• [TASK BRIEF]: Within the listing below, show every line that contains the word "count".

• [EXERCISE DATA]:
//! Mesh and iris landmark stages.
//!
//! Both stages take an [`AlignedCrop`] at the model's input size and project the raw
//! crop-pixel landmarks back into image pixels.

use facemesh_utils::Point3;
use serde::{Deserialize, Serialize};

use crate::crop::AlignedCrop;
use crate::error::{FaceMeshError, Stage};
use crate::model::{InferenceModel, InputSpec, OutputTensor, TensorBuffer};

/// Dense 3D face mesh in image pixels. `z` is relative depth at the same scale.
#[derive(Debug, Clone, PartialEq, Serialize, Deserialize)]
pub struct Mesh {
    points: Vec<Point3>,
}

impl Mesh {
    pub const POINTS: usize = 468;

    pub fn new(points: Vec<Point3>) -> Result<Self, FaceMeshError> {
        if points.len() != Self::POINTS {
            return Err(FaceMeshError::invalid_output(
                Stage::Mesh,
                format!("mesh has {} points, expected {}", points.len(), Self::POINTS),
            ));
        }
        Ok(Self { points })
    }

    pub fn points(&self) -> &[Point3] {
        &self.points
    }

    pub fn point(&self, index: usize) -> Option<Point3> {
        self.points.get(index).copied()
    }
}

/// Landmarks of one eye in image pixels.
#[derive(Debug, Clone, PartialEq, Serialize, Deserialize)]
pub struct EyeLandmarks {
    pub iris_center: Point3,
    pub iris_contour: [Point3; 4],
    /// The first 15 eye mesh points trace the eyelids.
    pub eyelid_contour: Vec<Point3>,
    pub mesh: Vec<Point3>,
}

impl EyeLandmarks {
    pub const MESH_POINTS: usize = 71;
    pub const EYELID_POINTS: usize = 15;
    pub const IRIS_POINTS: usize = 5;

    /// Mean iris radius in pixels, from the center to the four contour points.
    pub fn iris_radius(&self) -> f32 {
        let center = self.iris_center.xy();
        self.iris_contour
            .iter()
            .map(|p| p.xy().distance(center))
            .sum::<f32>()
            / 4.0
    }
}

fn check_input(spec: InputSpec, stage: Stage) -> Result<(), FaceMeshError> {
    if spec.size.width != spec.size.height || spec.size.width == 0 {
        return Err(FaceMeshError::Initialization(anyhow::anyhow!(
            "{stage} model input must be square, got {}x{}",
            spec.size.width,
            spec.size.height
        )));
    }
    Ok(())
}

fn run_crop<M: InferenceModel>(
    model: &mut M,
    buffer: &mut TensorBuffer,
    crop: &AlignedCrop,
    stage: Stage,
) -> Result<Vec<OutputTensor>, FaceMeshError> {
    buffer
        .fill(&crop.pixels)
        .map_err(|e| FaceMeshError::inference(stage, e))?;
    model
        .run(buffer)
        .map_err(|e| FaceMeshError::inference(stage, e))
}

/// Reads `count` xyz triples starting at triple `offset`, projected through `crop`.
fn project_points(crop: &AlignedCrop, data: &[f32], offset: usize, count: usize) -> Vec<Point3> {
    let z_scale = crop.roi.pixel_scale(crop.size() as f32);
    data[offset * 3..(offset + count) * 3]
        .chunks_exact(3)
        .map(|xyz| {
            let p = crop.project(xyz[0], xyz[1]);
            Point3::new(p.x, p.y, xyz[2] * z_scale)
        })
        .collect()
}

/// Face mesh model instance with its own reusable input buffer.
#[derive(Debug)]
pub struct MeshModel<M> {
    model: M,
    buffer: TensorBuffer,
}

impl<M: InferenceModel> MeshModel<M> {
    pub fn new(model: M) -> Result<Self, FaceMeshError> {
        let spec = model.input_spec();
        check_input(spec, Stage::Mesh)?;
        Ok(Self {
            model,
            buffer: TensorBuffer::new(spec),
        })
    }

    /// Edge length of the square crop the model expects.
    pub fn input_size(&self) -> u32 {
        self.buffer.spec().size.width
    }

    pub fn infer(&mut self, crop: &AlignedCrop) -> Result<Mesh, FaceMeshError> {
        let outputs = run_crop(&mut self.model, &mut self.buffer, crop, Stage::Mesh)?;
        let needed = Mesh::POINTS * 3;
        let landmarks = outputs
            .iter()
            .find(|t| t.len() >= needed)
            .ok_or_else(|| {
                FaceMeshError::invalid_output(
                    Stage::Mesh,
                    format!(
                        "no output holds {needed} values (got lengths {:?})",
                        outputs.iter().map(OutputTensor::len).collect::<Vec<_>>()
                    ),
                )
            })?;
        Mesh::new(project_points(crop, &landmarks.data, 0, Mesh::POINTS))
    }

    pub fn into_inner(self) -> M {
        self.model
    }
}

/// Iris model instance. Trained on one eye; the other eye's crop arrives mirrored.
#[derive(Debug)]
pub struct IrisModel<M> {
    model: M,
    buffer: TensorBuffer,
}

impl<M: InferenceModel> IrisModel<M> {
    const EYE_VALUES: usize = EyeLandmarks::MESH_POINTS * 3;
    const IRIS_VALUES: usize = EyeLandmarks::IRIS_POINTS * 3;

    pub fn new(model: M) -> Result<Self, FaceMeshError> {
        let spec = model.input_spec();
        check_input(spec, Stage::Iris)?;
        Ok(Self {
            model,
            buffer: TensorBuffer::new(spec),
        })
    }

    pub fn input_size(&self) -> u32 {
        self.buffer.spec().size.width
    }

    pub fn infer(&mut self, crop: &AlignedCrop) -> Result<EyeLandmarks, FaceMeshError> {
        let outputs = run_crop(&mut self.model, &mut self.buffer, crop, Stage::Iris)?;
        let by_len = |len: usize| outputs.iter().find(|t| t.len() == len);

        let (eye_mesh, iris) = match (by_len(Self::EYE_VALUES), by_len(Self::IRIS_VALUES)) {
            (Some(eye), Some(iris)) => (
                project_points(crop, &eye.data, 0, EyeLandmarks::MESH_POINTS),
                project_points(crop, &iris.data, 0, EyeLandmarks::IRIS_POINTS),
            ),
            _ => {
                // Single concatenated output: eye mesh followed by iris.
                let joined = outputs
                    .iter()
                    .find(|t| t.len() >= Self::EYE_VALUES + Self::IRIS_VALUES)
                    .ok_or_else(|| {
                        FaceMeshError::invalid_output(
                            Stage::Iris,
                            format!(
                                "expected outputs of {} and {} values, got lengths {:?}",
                                Self::EYE_VALUES,
                                Self::IRIS_VALUES,
                                outputs.iter().map(OutputTensor::len).collect::<Vec<_>>()
                            ),
                        )
                    })?;
                (
                    project_points(crop, &joined.data, 0, EyeLandmarks::MESH_POINTS),
                    project_points(
                        crop,
                        &joined.data,
                        EyeLandmarks::MESH_POINTS,
                        EyeLandmarks::IRIS_POINTS,
                    ),
                )
            }
        };

        Ok(EyeLandmarks {
            iris_center: iris[0],
            iris_contour: [iris[1], iris[2], iris[3], iris[4]],
            eyelid_contour: eye_mesh[..EyeLandmarks::EYELID_POINTS].to_vec(),
            mesh: eye_mesh,
        })
    }

    pub fn into_inner(self) -> M {
        self.model
    }
}

#[cfg(test)]
mod tests {
    use super::*;
    use crate::alignment::AlignedRoi;
    use crate::crop::extract_aligned_crop;
    use crate::model::InputRange;
    use crate::preprocess::InputSize;
    use facemesh_utils::{Point, TensorLayout};
    use image::RgbImage;

    struct Scripted {
        spec: InputSpec,
        outputs: Vec<OutputTensor>,
    }

    impl InferenceModel for Scripted {
        fn input_spec(&self) -> InputSpec {
            self.spec
        }

        fn run(&mut self, _input: &TensorBuffer) -> anyhow::Result<Vec<OutputTensor>> {
            Ok(self.outputs.clone())
        }
    }

    fn spec(edge: u32) -> InputSpec {
        InputSpec::new(InputSize::square(edge), TensorLayout::Nhwc, InputRange::SignedUnit)
    }

    fn crop(edge: u32) -> AlignedCrop {
        let image = RgbImage::new(64, 64);
        let roi = AlignedRoi::new(Point::new(32.0, 32.0), 32.0, 0.0);
        extract_aligned_crop(&image, &roi, edge).expect("crop")
    }

    #[test]
    fn mesh_points_are_projected_into_image() {
        let mut data = vec![0.0f32; Mesh::POINTS * 3];
        // Crop center -> image center; crop corner -> roi corner.
        data[..3].copy_from_slice(&[8.0, 8.0, 2.0]);
        data[3..6].copy_from_slice(&[16.0, 16.0, 0.0]);
        let mut model = MeshModel::new(Scripted {
            spec: spec(16),
            outputs: vec![
                OutputTensor::new(vec![1], vec![0.9]),
                OutputTensor::new(vec![1, 1404], data),
            ],
        })
        .expect("mesh model");
        assert_eq!(model.input_size(), 16);

        let mesh = model.infer(&crop(16)).expect("mesh");
        assert_eq!(mesh.points().len(), Mesh::POINTS);
        let p0 = mesh.point(0).expect("p0");
        assert!((p0.x - 32.0).abs() < 1e-4 && (p0.y - 32.0).abs() < 1e-4);
        assert!((p0.z - 4.0).abs() < 1e-4);
        let p1 = mesh.point(1).expect("p1");
        assert!((p1.x - 48.0).abs() < 1e-4 && (p1.y - 48.0).abs() < 1e-4);
    }

    #[test]
    fn short_mesh_output_is_invalid() {
        let mut model = MeshModel::new(Scripted {
            spec: spec(16),
            outputs: vec![OutputTensor::new(vec![1, 1400], vec![0.0; 1400])],
        })
        .expect("mesh model");
        assert!(matches!(
            model.infer(&crop(16)),
            Err(FaceMeshError::InvalidOutput {
                stage: Stage::Mesh,
                ..
            })
        ));
    }

    #[test]
    fn crop_size_mismatch_is_an_inference_error() {
        let mut model = MeshModel::new(Scripted {
            spec: spec(16),
            outputs: vec![],
        })
        .expect("mesh model");
        assert!(matches!(
            model.infer(&crop(8)),
            Err(FaceMeshError::Inference {
                stage: Stage::Mesh,
                ..
            })
        ));
    }

    #[test]
    fn non_square_models_are_rejected() {
        let result = MeshModel::new(Scripted {
            spec: InputSpec::new(InputSize::new(16, 8), TensorLayout::Nhwc, InputRange::Unit),
            outputs: vec![],
        });
        assert!(matches!(result, Err(FaceMeshError::Initialization(_))));
    }

    #[test]
    fn iris_outputs_identified_by_length_and_unmirrored() {
        let mut iris = vec![0.0f32; 15];
        iris[..3].copy_from_slice(&[4.0, 8.0, 0.0]);
        let eye = vec![8.0f32; 213];
        let mut model = IrisModel::new(Scripted {
            spec: spec(16),
            outputs: vec![
                OutputTensor::new(vec![1, 15], iris.clone()),
                OutputTensor::new(vec![1, 213], eye),
            ],
        })
        .expect("iris model");

        let plain = model.infer(&crop(16)).expect("plain");
        assert!((plain.iris_center.x - 24.0).abs() < 1e-4);
        assert!((plain.iris_center.y - 32.0).abs() < 1e-4);
        assert_eq!(plain.eyelid_contour.len(), 15);
        assert_eq!(plain.mesh.len(), 71);

        let mirrored = model.infer(&crop(16).mirrored()).expect("mirrored");
        assert!((mirrored.iris_center.x - 40.0).abs() < 1e-4);
        assert!((mirrored.iris_center.y - 32.0).abs() < 1e-4);
    }

    #[test]
    fn concatenated_iris_output_is_split() {
        let mut joined = vec![0.0f32; 228];
        joined[213..216].copy_from_slice(&[8.0, 8.0, 0.0]);
        let mut model = IrisModel::new(Scripted {
            spec: spec(16),
            outputs: vec![OutputTensor::new(vec![1, 228], joined)],
        })
        .expect("iris model");
        let eye = model.infer(&crop(16)).expect("eye");
        assert!((eye.iris_center.x - 32.0).abs() < 1e-4);
        assert!(eye.iris_radius() > 0.0);

        let mut broken = IrisModel::new(Scripted {
            spec: spec(16),
            outputs: vec![OutputTensor::new(vec![1, 15], vec![0.0; 15])],
        })
        .expect("iris model");
        assert!(broken.infer(&crop(16)).is_err());
    }
}
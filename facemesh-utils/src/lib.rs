//! Common helpers shared across the facemesh crates.

/// Pipeline settings and their JSON persistence.
pub mod config;
/// Image loading, decoding, and tensor filling.
pub mod image_utils;
/// 2D/3D point arithmetic used by the alignment geometry.
pub mod point;
/// Structured JSON records for per-stage timings and call statistics.
pub mod telemetry;

use std::path::Path;

use anyhow::Result;
use log::LevelFilter;

pub use config::{
    DetectionMode, DetectorSettings, DetectorVariant, MeshSettings, ModelPaths, PipelineSettings,
    ResizeQuality, TelemetrySettings, TensorLayout, WorkerSettings,
};
pub use image_utils::{decode_image, fill_tensor, resize_image};
pub use point::{Point, Point3};
pub use telemetry::{StageSpan, record_event, stage_span, telemetry_enabled, telemetry_level};

/// Initialize logging once.
///
/// This function respects the `RUST_LOG` environment variable if it is set.
/// Otherwise, it falls back to the provided default filter level.
pub fn init_logging(default_filter: LevelFilter) -> Result<()> {
    let mut builder = env_logger::Builder::from_env(
        env_logger::Env::default().default_filter_or(default_filter.as_str()),
    );
    builder.filter_module(telemetry::TELEMETRY_TARGET, LevelFilter::Trace);

    if builder.try_init().is_err() {
        // Logger already initialized; nothing to do.
    }
    Ok(())
}

/// Validate that a path exists and resolve it to an absolute path.
pub fn normalize_path<P: AsRef<Path>>(path: P) -> Result<std::path::PathBuf> {
    let path = path.as_ref();
    anyhow::ensure!(path.exists(), "path does not exist: {}", path.display());
    Ok(path.canonicalize()?)
}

• [RESULT OF THIS EXERCISE]:
/// Reads `count` xyz triples starting at triple `offset`, projected through `crop`.
fn project_points(crop: &AlignedCrop, data: &[f32], offset: usize, count: usize) -> Vec<Point3> {
    data[offset * 3..(offset + count) * 3]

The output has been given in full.